The amount of astaxanthin and lutein in the extracts was measured by u-HPLC (Agilent 1290 Infinity II with Agilent Zorbax Eclipse plus C18 column 1.8 μm) [3 (link)]. The u-HPLC was equipped with a quaternary pump, thermostated oven column, and UV diode array detector (DAD) (measuring absorbance at 444–450–478 nm). A mixture of methanol/water (95:5%) was used as the mobile phase solvent in isocratic flow, while the sample was dissolved in a mixture of methanol/chloroform (90:10 containing 0.1% BHT as antioxidant agent). The flow rate and column temperature were kept constant at 0.4 mL/min and 28 °C, respectively. Gas chromatograph was used for the analysis of FAs, which was equipped with Flame Ionization detector (FID), a column HP-88 100 mt × 0.25 mm × 0.2 μm.
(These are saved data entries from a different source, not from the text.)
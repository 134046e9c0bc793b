//! HeadHunter (hh.ru) job board

pub mod types;

use std::cmp::min;
use std::time::Duration;

use async_stream::try_stream;
use async_trait::async_trait;
use futures::{Stream, TryStreamExt};
use reqwest::Client;
use tokio::time::sleep;

use crate::api::{search_text, Location, VacancyList, VacancySource};
use crate::request::get_json;
use crate::{salary, Error, Result};
use types::{Area, VacanciesPage};
pub use types::{Salary, Vacancy};

const RUB: &str = "RUR";

#[derive(Debug, Clone)]
pub struct HeadHunterConfig {
    pub base_url: String,
    /// hh.ru rejects requests without a user agent
    pub user_agent: String,
    /// Only vacancies published within this many days
    pub period_days: u32,
    pub per_page: u32,
    /// The api refuses to page past 2000 results
    pub max_pages: u32,
    pub page_delay: Duration,
}

impl Default for HeadHunterConfig {
    fn default() -> Self {
        Self {
            base_url: "https://api.hh.ru".to_owned(),
            user_agent: concat!("vacancy-radar/", env!("CARGO_PKG_VERSION")).to_owned(),
            period_days: 30,
            per_page: 100,
            max_pages: 20,
            page_delay: Duration::from_millis(200),
        }
    }
}

pub struct HeadHunter {
    client: Client,
    config: HeadHunterConfig,
}

impl HeadHunter {
    pub fn new(config: HeadHunterConfig) -> Result<Self> {
        let client = Client::builder()
            .user_agent(config.user_agent.as_str())
            .build()?;
        Ok(Self::with_client(config, client))
    }

    pub fn with_client(config: HeadHunterConfig, client: Client) -> Self {
        Self { client, config }
    }

    fn url(&self, method: &str) -> String {
        format!("{}/{}", self.config.base_url.trim_end_matches('/'), method)
    }

    async fn search_page(&self, language: &str, area_id: u64, page: u32) -> Result<VacanciesPage> {
        let request = self.client.get(self.url("vacancies")).query(&[
            ("area", area_id.to_string()),
            ("period", self.config.period_days.to_string()),
            ("text", search_text(language)),
            ("per_page", self.config.per_page.to_string()),
            ("page", page.to_string()),
        ]);
        let vacancies: VacanciesPage = get_json(&self.client, request).await?;
        log::debug!(
            "hh page {} for {}: {} items, found: {}, pages: {}",
            page,
            language,
            vacancies.items.len(),
            vacancies.found,
            vacancies.pages
        );
        Ok(vacancies)
    }

    /// Pages of a search, the page limit is taken from the first response
    fn search_pages<'a>(
        &'a self,
        language: &'a str,
        area_id: u64,
    ) -> impl Stream<Item = Result<VacanciesPage>> + Send + 'a {
        try_stream! {
            let mut page = 0;
            let mut max_page = None;
            loop {
                let vacancies = self.search_page(language, area_id, page).await?;
                let last = *max_page.get_or_insert(min(vacancies.pages, self.config.max_pages));
                page += 1;
                yield vacancies;
                if page >= last {
                    break;
                }
                sleep(self.config.page_delay).await;
            }
        }
    }
}

fn find_city_id(areas: &[Area], location: &Location) -> Option<String> {
    areas
        .iter()
        .find(|country| country.name == location.country)?
        .areas
        .iter()
        .find(|city| city.name == location.city)
        .map(|city| city.id.clone())
}

#[async_trait]
impl VacancySource for HeadHunter {
    type Vacancy = Vacancy;

    fn name(&self) -> &str {
        "HeadHunter"
    }

    async fn resolve_location(&self, location: &Location) -> Result<u64> {
        let request = self.client.get(self.url("areas"));
        let areas: Vec<Area> = get_json(&self.client, request).await?;
        let id = find_city_id(&areas, location)
            .ok_or_else(|| Error::LocationNotFound(location.to_string()))?;
        id.parse()
            .map_err(|_| Error::MalformedResponse(format!("area id '{}' is not numeric", id)))
    }

    async fn fetch_vacancies(&self, language: &str, area_id: u64) -> Result<VacancyList<Vacancy>> {
        let pages = self.search_pages(language, area_id);
        tokio::pin!(pages);
        let mut list = VacancyList::default();
        while let Some(page) = pages.try_next().await? {
            list.found = page.found;
            list.vacancies.extend(page.items);
        }
        log::info!(
            "fetched {} of {} hh vacancies for {}",
            list.vacancies.len(),
            list.found,
            language
        );
        Ok(list)
    }

    fn estimate_salary(&self, vacancy: &Vacancy) -> Option<f64> {
        let salary = vacancy.salary.as_ref()?;
        if salary.currency.as_deref() != Some(RUB) {
            return None;
        }
        salary::estimate(salary.from, salary.to)
    }
}
use std::time::Duration;

use job_scraper::{Result, VacancySource};
use tokio::time::sleep;

use crate::models::{LanguageStats, StatsTable};

/// Fetch the vacancies of every language from `source` and aggregate their salaries.
/// Languages are processed one after another, `delay` is waited after each fetch
pub async fn collect_language_statistics<S: VacancySource>(
    source: &S,
    area_id: u64,
    languages: &[String],
    delay: Duration,
) -> Result<StatsTable> {
    let mut table = StatsTable::new();
    for language in languages {
        log::info!("collecting {} vacancies for {}", source.name(), language);
        let list = source.fetch_vacancies(language, area_id).await?;
        sleep(delay).await;

        let salaries = list
            .vacancies
            .iter()
            .filter_map(|vacancy| source.estimate_salary(vacancy))
            .collect::<Vec<f64>>();
        let stats = LanguageStats::new(language.clone(), list.found, &salaries);
        log::info!(
            "{} {}: found {}, processed {}, average {:?}",
            source.name(),
            language,
            stats.vacancies_found,
            stats.vacancies_processed,
            stats.average_salary
        );
        table.push(stats);
    }
    Ok(table)
}

#[cfg(test)]
mod tests {
    use std::collections::HashMap;
    use std::sync::Mutex;

    use async_trait::async_trait;
    use job_scraper::{salary, Error, Location, VacancyList};

    use super::*;

    type Bounds = (Option<f64>, Option<f64>);

    /// Serves canned vacancies per language and records the fetch order
    #[derive(Default)]
    struct FakeSource {
        vacancies: HashMap<String, (Vec<Bounds>, u64)>,
        fetched: Mutex<Vec<String>>,
    }

    impl FakeSource {
        fn with(mut self, language: &str, vacancies: Vec<Bounds>, found: u64) -> Self {
            self.vacancies
                .insert(language.to_owned(), (vacancies, found));
            self
        }
    }

    #[async_trait]
    impl VacancySource for FakeSource {
        type Vacancy = Bounds;

        fn name(&self) -> &str {
            "Fake"
        }

        async fn resolve_location(&self, _location: &Location) -> Result<u64> {
            Ok(1)
        }

        async fn fetch_vacancies(&self, language: &str, _area_id: u64) -> Result<VacancyList<Bounds>> {
            self.fetched.lock().unwrap().push(language.to_owned());
            let (vacancies, found) = self
                .vacancies
                .get(language)
                .cloned()
                .ok_or_else(|| Error::MalformedResponse(language.to_owned()))?;
            Ok(VacancyList { vacancies, found })
        }

        fn estimate_salary(&self, vacancy: &Bounds) -> Option<f64> {
            salary::estimate(vacancy.0, vacancy.1)
        }
    }

    fn languages(names: &[&str]) -> Vec<String> {
        names.iter().map(|name| name.to_string()).collect()
    }

    #[tokio::test]
    async fn test_skips_unestimable_vacancies() {
        let source = FakeSource::default().with(
            "Python",
            vec![(Some(1000.0), Some(2000.0)), (None, None)],
            2,
        );
        let table = collect_language_statistics(&source, 1, &languages(&["Python"]), Duration::ZERO)
            .await
            .unwrap();
        let stats = table.get("Python").unwrap();
        assert_eq!(stats.vacancies_found, 2);
        assert_eq!(stats.vacancies_processed, 1);
        assert_eq!(stats.average_salary, Some(1500));
    }

    #[tokio::test]
    async fn test_no_estimable_vacancies() {
        let source = FakeSource::default().with("C", vec![(None, None), (Some(0.0), Some(0.0))], 7);
        let table = collect_language_statistics(&source, 1, &languages(&["C"]), Duration::ZERO)
            .await
            .unwrap();
        let stats = table.get("C").unwrap();
        assert_eq!(stats.vacancies_found, 7);
        assert_eq!(stats.vacancies_processed, 0);
        assert_eq!(stats.average_salary, None);
    }

    #[tokio::test]
    async fn test_found_is_reported_total() {
        // the api total can be smaller than what was fetched
        let source = FakeSource::default().with(
            "Java",
            vec![(Some(100.0), None), (None, Some(100.0)), (Some(100.0), Some(300.0))],
            1,
        );
        let table = collect_language_statistics(&source, 1, &languages(&["Java"]), Duration::ZERO)
            .await
            .unwrap();
        let stats = table.get("Java").unwrap();
        assert_eq!(stats.vacancies_found, 1);
        assert_eq!(stats.vacancies_processed, 3);
        assert_eq!(stats.average_salary, Some(133));
    }

    #[tokio::test]
    async fn test_keeps_language_order() {
        let names = ["TypeScript", "C#", "Python", "GO"];
        let source = names.iter().fold(FakeSource::default(), |source, name| {
            source.with(name, vec![(Some(1000.0), None)], 1)
        });
        for order in [names.to_vec(), names.iter().rev().copied().collect()] {
            source.fetched.lock().unwrap().clear();
            let table = collect_language_statistics(&source, 1, &languages(&order), Duration::ZERO)
                .await
                .unwrap();
            let collected = table
                .iter()
                .map(|stats| stats.language.as_str())
                .collect::<Vec<_>>();
            assert_eq!(collected, order);
            assert_eq!(*source.fetched.lock().unwrap(), languages(&order));
        }
    }

    #[tokio::test]
    async fn test_stops_on_first_error() {
        let source = FakeSource::default().with("Ruby", vec![], 0);
        let result = collect_language_statistics(
            &source,
            1,
            &languages(&["Ruby", "PHP", "Shell"]),
            Duration::ZERO,
        )
        .await;
        assert!(result.is_err());
        assert_eq!(*source.fetched.lock().unwrap(), languages(&["Ruby", "PHP"]));
    }
}
//! SuperJob (superjob.ru) job board

pub mod types;

use std::time::Duration;

use async_stream::try_stream;
use async_trait::async_trait;
use futures::{Stream, TryStreamExt};
use reqwest::Client;
use tokio::time::sleep;

use crate::api::{search_text, Location, VacancyList, VacancySource};
use crate::request::get_json;
use crate::{salary, Error, Result};
use types::{Towns, VacanciesPage};
pub use types::Vacancy;

const API_KEY_HEADER: &str = "X-Api-App-Id";

#[derive(Debug, Clone)]
pub struct SuperJobConfig {
    pub base_url: String,
    pub api_version: String,
    pub per_page: u32,
    pub page_delay: Duration,
}

impl Default for SuperJobConfig {
    fn default() -> Self {
        Self {
            base_url: "https://api.superjob.ru".to_owned(),
            api_version: "2.2".to_owned(),
            per_page: 100,
            page_delay: Duration::from_millis(200),
        }
    }
}

pub struct SuperJob {
    client: Client,
    api_key: String,
    config: SuperJobConfig,
}

impl SuperJob {
    pub fn new(api_key: String, config: SuperJobConfig) -> Self {
        Self::with_client(api_key, config, Client::new())
    }

    pub fn with_client(api_key: String, config: SuperJobConfig, client: Client) -> Self {
        Self {
            client,
            api_key,
            config,
        }
    }

    fn url(&self, method: &str) -> String {
        format!(
            "{}/{}/{}",
            self.config.base_url.trim_end_matches('/'),
            self.config.api_version,
            method
        )
    }

    async fn search_page(&self, language: &str, town_id: u64, page: u32) -> Result<VacanciesPage> {
        let request = self
            .client
            .get(self.url("vacancies/"))
            .header(API_KEY_HEADER, self.api_key.as_str())
            .query(&[
                ("keyword", search_text(language)),
                ("town", town_id.to_string()),
                ("page", page.to_string()),
                ("count", self.config.per_page.to_string()),
            ]);
        let vacancies: VacanciesPage = get_json(&self.client, request).await?;
        log::debug!(
            "sj page {} for {}: {} objects, total: {}, more: {}",
            page,
            language,
            vacancies.objects.len(),
            vacancies.total,
            vacancies.more
        );
        Ok(vacancies)
    }

    /// Pages of a search, continues while the api reports more results
    fn search_pages<'a>(
        &'a self,
        language: &'a str,
        town_id: u64,
    ) -> impl Stream<Item = Result<VacanciesPage>> + Send + 'a {
        try_stream! {
            let mut page = 0;
            loop {
                let vacancies = self.search_page(language, town_id, page).await?;
                let more = vacancies.more;
                page += 1;
                yield vacancies;
                if !more {
                    break;
                }
                sleep(self.config.page_delay).await;
            }
        }
    }
}

#[async_trait]
impl VacancySource for SuperJob {
    type Vacancy = Vacancy;

    fn name(&self) -> &str {
        "SuperJob"
    }

    /// Towns are matched by title only, the country is not part of the lookup
    async fn resolve_location(&self, location: &Location) -> Result<u64> {
        let request = self.client.get(self.url("towns"));
        let towns: Towns = get_json(&self.client, request).await?;
        towns
            .objects
            .into_iter()
            .find(|town| town.title == location.city)
            .map(|town| town.id)
            .ok_or_else(|| Error::LocationNotFound(location.to_string()))
    }

    async fn fetch_vacancies(&self, language: &str, area_id: u64) -> Result<VacancyList<Vacancy>> {
        let pages = self.search_pages(language, area_id);
        tokio::pin!(pages);
        let mut list = VacancyList::default();
        while let Some(page) = pages.try_next().await? {
            list.found = page.total;
            list.vacancies.extend(page.objects);
        }
        log::info!(
            "fetched {} of {} sj vacancies for {}",
            list.vacancies.len(),
            list.found,
            language
        );
        Ok(list)
    }

    fn estimate_salary(&self, vacancy: &Vacancy) -> Option<f64> {
        salary::estimate(vacancy.payment_from, vacancy.payment_to)
    }
}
This chromatographic column produced by Agilent is composed of a high polarity bis (Cyanopropyl) siloxane stationary phase and was chosen for its high resolution of positional and geometric isomers of fatty acid methyl esters. The column was maintained at 150 °C for 5 min and was followed by temperature ramping at 1.6 °C/min to 180 °C, then at 1.4 °C/min to 190 °C, and finally holding the temperature at 190 °C for 10 min. Nitrogen (purity ≥ 99.9999%) was used as carrier gas with a linear velocity of 30 cm/s and split ratio of 1:100. The injection port and detector were maintained at 250 °C. To quantify the concentration of the astaxanthin, lutein, and FAs compounds, the calibration curves were built by using chromatographic standards bought by Sigma Chemical Co., St Louis, MO, USA.